▶ _WHAT THE EXERCISE ASKS_
Please find every line in the entries below that contains the string "RuleCondition", and copy it.

Stored items
########################################

use crate::permissions::TemplatePermissions;
use crate::workflow::Workflow;
use serde::{Deserialize, Serialize};
use std::fmt;

// ── Helper defaults for serde ──

fn is_false(v: &bool) -> bool {
    !v
}

// ── Top-level template ──

/// A dynamic form template. The `type` tag (`CHECK` / `ROWS`) selects the body.
#[derive(Debug, Clone, PartialEq, Serialize, Deserialize)]
#[serde(rename_all = "camelCase")]
pub struct FormTemplate {
    pub id: String,
    pub slug: String,
    pub name: String,
    pub version: u32,
    pub workflow: Workflow,
    #[serde(default, skip_serializing_if = "Option::is_none")]
    pub permissions: Option<TemplatePermissions>,
    #[serde(default)]
    pub validations: TemplateValidations,
    #[serde(flatten)]
    pub body: TemplateBody,
}

#[derive(Debug, Clone, PartialEq, Serialize, Deserialize)]
#[serde(tag = "type")]
pub enum TemplateBody {
    #[serde(rename = "CHECK")]
    Check { fields: Vec<CheckField> },
    #[serde(rename = "ROWS")]
    Rows {
        #[serde(rename = "rowSchema")]
        row_schema: RowSchema,
    },
}

#[derive(Debug, Clone, Copy, PartialEq, Eq, Serialize, Deserialize)]
pub enum TemplateType {
    #[serde(rename = "CHECK")]
    Check,
    #[serde(rename = "ROWS")]
    Rows,
}

impl TemplateType {
    pub fn as_str(&self) -> &'static str {
        match self {
            Self::Check => "CHECK",
            Self::Rows => "ROWS",
        }
    }
}

impl fmt::Display for TemplateType {
    fn fmt(&self, f: &mut fmt::Formatter<'_>) -> fmt::Result {
        f.write_str(self.as_str())
    }
}

impl FormTemplate {
    pub fn template_type(&self) -> TemplateType {
        match self.body {
            TemplateBody::Check { .. } => TemplateType::Check,
            TemplateBody::Rows { .. } => TemplateType::Rows,
        }
    }

    /// Keys of all fields or columns, in order.
    pub fn entry_keys(&self) -> Vec<&str> {
        match &self.body {
            TemplateBody::Check { fields } => fields.iter().map(|f| f.key.as_str()).collect(),
            TemplateBody::Rows { row_schema } => row_schema
                .columns
                .iter()
                .map(|c| c.key.as_str())
                .collect(),
        }
    }

    pub fn rules(&self) -> &[CheckValidRule] {
        &self.validations.rules
    }
}

// ── CHECK fields ──

/// Conditional visibility: show only when `field` currently equals `equals`.
#[derive(Debug, Clone, PartialEq, Serialize, Deserialize)]
pub struct VisibleIf {
    pub field: String,
    pub equals: serde_json::Value,
}

/// A select option; the builder accepts both strings and numbers.
#[derive(Debug, Clone, PartialEq, Serialize, Deserialize)]
#[serde(untagged)]
pub enum OptionValue {
    Int(i64),
    Float(f64),
    Text(String),
}

impl OptionValue {
    /// Whether a submitted JSON value selects this option.
    pub fn matches(&self, value: &serde_json::Value) -> bool {
        match (self, value) {
            (Self::Text(s), serde_json::Value::String(v)) => s == v,
            (Self::Int(i), serde_json::Value::Number(n)) => n.as_i64() == Some(*i),
            (Self::Float(f), serde_json::Value::Number(n)) => n.as_f64() == Some(*f),
            // Form inputs often post numbers as strings
            (Self::Int(i), serde_json::Value::String(v)) => v.parse::<i64>().ok() == Some(*i),
            (Self::Float(f), serde_json::Value::String(v)) => v.parse::<f64>().ok() == Some(*f),
            _ => false,
        }
    }
}

impl fmt::Display for OptionValue {
    fn fmt(&self, f: &mut fmt::Formatter<'_>) -> fmt::Result {
        match self {
            Self::Int(i) => write!(f, "{i}"),
            Self::Float(x) => write!(f, "{x}"),
            Self::Text(s) => f.write_str(s),
        }
    }
}

#[derive(Debug, Clone, PartialEq, Serialize, Deserialize)]
#[serde(rename_all = "camelCase")]
pub struct CheckField {
    pub key: String,
    pub label: String,
    #[serde(default, skip_serializing_if = "is_false")]
    pub required: bool,
    #[serde(default, skip_serializing_if = "Option::is_none")]
    pub visible_if: Option<VisibleIf>,
    #[serde(flatten)]
    pub kind: FieldKind,
}

/// Field kind with its kind-specific attributes.
///
/// `options` and `formula` default to empty so a half-edited field still
/// deserializes; the validator reports them.
#[derive(Debug, Clone, PartialEq, Serialize, Deserialize)]
#[serde(tag = "kind", rename_all = "lowercase")]
pub enum FieldKind {
    Boolean {
        #[serde(default, skip_serializing_if = "is_false")]
        na: bool,
    },
    #[serde(rename_all = "camelCase")]
    Text {
        #[serde(default, skip_serializing_if = "Option::is_none")]
        max_length: Option<u32>,
        #[serde(default, skip_serializing_if = "Option::is_none")]
        pattern: Option<String>,
    },
    Number {
        #[serde(default, skip_serializing_if = "Option::is_none")]
        min: Option<f64>,
        #[serde(default, skip_serializing_if = "Option::is_none")]
        max: Option<f64>,
    },
    #[serde(rename_all = "camelCase")]
    Date {
        #[serde(default, skip_serializing_if = "Option::is_none")]
        min_date: Option<String>,
        #[serde(default, skip_serializing_if = "Option::is_none")]
        max_date: Option<String>,
    },
    Select {
        #[serde(default)]
        options: Vec<OptionValue>,
    },
    File {
        #[serde(default, skip_serializing_if = "Vec::is_empty")]
        mime: Vec<String>,
        #[serde(
            rename = "maxSizeMB",
            default,
            skip_serializing_if = "Option::is_none"
        )]
        max_size_mb: Option<f64>,
    },
    Signature,
    Photo,
    Computed {
        #[serde(default)]
        formula: String,
    },
}

/// Kind names without attributes, used by builder operations.
#[derive(Debug, Clone, Copy, PartialEq, Eq, Serialize, Deserialize)]
#[serde(rename_all = "lowercase")]
pub enum KindName {
    Boolean,
    Text,
    Number,
    Date,
    Select,
    File,
    Signature,
    Photo,
    Computed,
}

impl KindName {
    pub fn as_str(&self) -> &'static str {
        match self {
            Self::Boolean => "boolean",
            Self::Text => "text",
            Self::Number => "number",
            Self::Date => "date",
            Self::Select => "select",
            Self::File => "file",
            Self::Signature => "signature",
            Self::Photo => "photo",
            Self::Computed => "computed",
        }
    }

    /// Kinds a ROWS column may take.
    pub fn allowed_in_rows(&self) -> bool {
        !matches!(self, Self::File | Self::Signature | Self::Photo)
    }
}

impl fmt::Display for KindName {
    fn fmt(&self, f: &mut fmt::Formatter<'_>) -> fmt::Result {
        f.write_str(self.as_str())
    }
}

impl FieldKind {
    pub fn name(&self) -> KindName {
        match self {
            Self::Boolean { .. } => KindName::Boolean,
            Self::Text { .. } => KindName::Text,
            Self::Number { .. } => KindName::Number,
            Self::Date { .. } => KindName::Date,
            Self::Select { .. } => KindName::Select,
            Self::File { .. } => KindName::File,
            Self::Signature => KindName::Signature,
            Self::Photo => KindName::Photo,
            Self::Computed { .. } => KindName::Computed,
        }
    }
}

// ── ROWS columns ──

#[derive(Debug, Clone, PartialEq, Serialize, Deserialize)]
#[serde(rename_all = "camelCase")]
pub struct RowSchema {
    #[serde(default, skip_serializing_if = "Option::is_none")]
    pub min_rows: Option<i64>,
    #[serde(default, skip_serializing_if = "Option::is_none")]
    pub max_rows: Option<i64>,
    pub columns: Vec<RowColumn>,
}

#[derive(Debug, Clone, PartialEq, Serialize, Deserialize)]
#[serde(rename_all = "camelCase")]
pub struct RowColumn {
    pub key: String,
    pub label: String,
    #[serde(default, skip_serializing_if = "is_false")]
    pub required: bool,
    #[serde(default, skip_serializing_if = "Option::is_none")]
    pub visible_if: Option<VisibleIf>,
    /// Value used for a cell the user left empty.
    #[serde(default, skip_serializing_if = "Option::is_none")]
    pub default: Option<serde_json::Value>,
    #[serde(flatten)]
    pub kind: ColumnKind,
}

/// Column kinds: the field kinds minus file, signature and photo.
#[derive(Debug, Clone, PartialEq, Serialize, Deserialize)]
#[serde(tag = "kind", rename_all = "lowercase")]
pub enum ColumnKind {
    Boolean,
    #[serde(rename_all = "camelCase")]
    Text {
        #[serde(default, skip_serializing_if = "Option::is_none")]
        max_length: Option<u32>,
        #[serde(default, skip_serializing_if = "Option::is_none")]
        pattern: Option<String>,
    },
    Number {
        #[serde(default, skip_serializing_if = "Option::is_none")]
        min: Option<f64>,
        #[serde(default, skip_serializing_if = "Option::is_none")]
        max: Option<f64>,
    },
    Date,
    Select {
        #[serde(default)]
        options: Vec<OptionValue>,
    },
    Computed {
        #[serde(default)]
        formula: String,
    },
}

impl ColumnKind {
    pub fn name(&self) -> KindName {
        match self {
            Self::Boolean => KindName::Boolean,
            Self::Text { .. } => KindName::Text,
            Self::Number { .. } => KindName::Number,
            Self::Date => KindName::Date,
            Self::Select { .. } => KindName::Select,
            Self::Computed { .. } => KindName::Computed,
        }
    }
}

// ── Rules ──

#[derive(Debug, Clone, PartialEq, Default, Serialize, Deserialize)]
pub struct TemplateValidations {
    #[serde(default)]
    pub rules: Vec<CheckValidRule>,
}

/// `if values[when.field] == when.equals then apply constraint to then.field`.
#[derive(Debug, Clone, PartialEq, Serialize, Deserialize)]
pub struct CheckValidRule {
    #[serde(rename = "if")]
    pub when: RuleCondition,
    pub then: RuleEffect,
}

#[derive(Debug, Clone, PartialEq, Serialize, Deserialize)]
pub struct RuleCondition {
    pub field: String,
    pub equals: serde_json::Value,
}

#[derive(Debug, Clone, PartialEq, Serialize, Deserialize)]
pub struct RuleEffect {
    pub field: String,
    #[serde(default, skip_serializing_if = "Option::is_none")]
    pub required: Option<bool>,
    #[serde(default, skip_serializing_if = "Option::is_none")]
    pub min: Option<f64>,
    #[serde(default, skip_serializing_if = "Option::is_none")]
    pub max: Option<f64>,
    #[serde(default, skip_serializing_if = "Option::is_none")]
    pub pattern: Option<String>,
}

########################################

▶ _ANSWER TO THIS EXERCISE_
    pub when: RuleCondition,
pub struct RuleCondition {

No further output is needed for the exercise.